Material for this exercise:
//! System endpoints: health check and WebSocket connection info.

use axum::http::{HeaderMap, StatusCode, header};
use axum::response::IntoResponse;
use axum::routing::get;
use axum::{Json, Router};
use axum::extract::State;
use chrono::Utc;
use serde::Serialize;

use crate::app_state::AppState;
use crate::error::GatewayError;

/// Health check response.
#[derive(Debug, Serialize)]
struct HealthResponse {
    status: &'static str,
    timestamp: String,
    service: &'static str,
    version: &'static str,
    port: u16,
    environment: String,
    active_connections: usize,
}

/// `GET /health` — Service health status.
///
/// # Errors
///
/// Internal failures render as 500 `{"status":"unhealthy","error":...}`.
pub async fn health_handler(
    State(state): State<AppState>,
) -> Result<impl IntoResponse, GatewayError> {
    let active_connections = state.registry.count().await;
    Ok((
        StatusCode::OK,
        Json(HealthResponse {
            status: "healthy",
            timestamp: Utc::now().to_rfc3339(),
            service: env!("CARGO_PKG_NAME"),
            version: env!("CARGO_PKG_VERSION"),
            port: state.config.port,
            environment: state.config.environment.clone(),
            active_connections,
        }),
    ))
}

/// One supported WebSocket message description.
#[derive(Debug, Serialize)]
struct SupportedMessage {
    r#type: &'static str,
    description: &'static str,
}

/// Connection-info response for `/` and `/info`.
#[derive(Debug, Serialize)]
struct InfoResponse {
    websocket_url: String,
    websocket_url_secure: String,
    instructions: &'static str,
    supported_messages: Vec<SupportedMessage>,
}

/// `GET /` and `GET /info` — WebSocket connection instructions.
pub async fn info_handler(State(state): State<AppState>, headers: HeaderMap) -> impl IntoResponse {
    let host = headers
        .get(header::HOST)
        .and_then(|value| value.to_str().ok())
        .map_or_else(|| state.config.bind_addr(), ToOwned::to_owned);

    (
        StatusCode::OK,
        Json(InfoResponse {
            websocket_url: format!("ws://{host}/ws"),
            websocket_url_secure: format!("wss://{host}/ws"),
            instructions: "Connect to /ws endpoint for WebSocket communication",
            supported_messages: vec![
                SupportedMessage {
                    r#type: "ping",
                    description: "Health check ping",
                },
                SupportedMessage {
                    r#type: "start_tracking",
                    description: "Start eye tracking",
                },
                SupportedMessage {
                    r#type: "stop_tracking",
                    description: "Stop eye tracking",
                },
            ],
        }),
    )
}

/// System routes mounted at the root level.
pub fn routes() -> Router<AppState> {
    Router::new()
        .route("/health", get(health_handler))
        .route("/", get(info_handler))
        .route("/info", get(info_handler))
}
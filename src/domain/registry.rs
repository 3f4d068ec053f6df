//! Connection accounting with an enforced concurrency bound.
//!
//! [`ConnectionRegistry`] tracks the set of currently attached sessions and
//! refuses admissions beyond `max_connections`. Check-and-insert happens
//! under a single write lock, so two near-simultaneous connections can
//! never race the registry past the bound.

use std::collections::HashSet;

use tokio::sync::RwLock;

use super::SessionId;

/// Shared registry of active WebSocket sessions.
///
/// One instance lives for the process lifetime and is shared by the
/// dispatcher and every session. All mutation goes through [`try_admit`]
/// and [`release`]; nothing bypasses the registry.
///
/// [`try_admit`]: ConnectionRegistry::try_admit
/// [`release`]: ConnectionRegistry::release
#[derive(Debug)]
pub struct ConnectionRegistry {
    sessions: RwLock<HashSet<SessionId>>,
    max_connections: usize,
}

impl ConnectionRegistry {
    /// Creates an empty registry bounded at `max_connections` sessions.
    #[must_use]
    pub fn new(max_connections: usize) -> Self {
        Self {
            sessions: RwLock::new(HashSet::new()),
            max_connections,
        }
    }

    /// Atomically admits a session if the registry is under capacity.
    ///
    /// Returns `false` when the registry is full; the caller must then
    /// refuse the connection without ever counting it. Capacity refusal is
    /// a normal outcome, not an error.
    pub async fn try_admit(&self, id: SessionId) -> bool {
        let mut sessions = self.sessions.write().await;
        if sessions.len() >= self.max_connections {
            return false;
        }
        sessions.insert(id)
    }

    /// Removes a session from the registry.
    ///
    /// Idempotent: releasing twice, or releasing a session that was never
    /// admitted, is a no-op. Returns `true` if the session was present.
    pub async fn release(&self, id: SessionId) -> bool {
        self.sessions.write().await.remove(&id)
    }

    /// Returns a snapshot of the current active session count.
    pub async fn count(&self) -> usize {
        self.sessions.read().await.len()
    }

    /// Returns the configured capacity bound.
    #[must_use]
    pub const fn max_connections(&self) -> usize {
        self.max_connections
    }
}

What you will do: All that is needed is the number of lines in the listing holding the word "under".

Exercise response: 2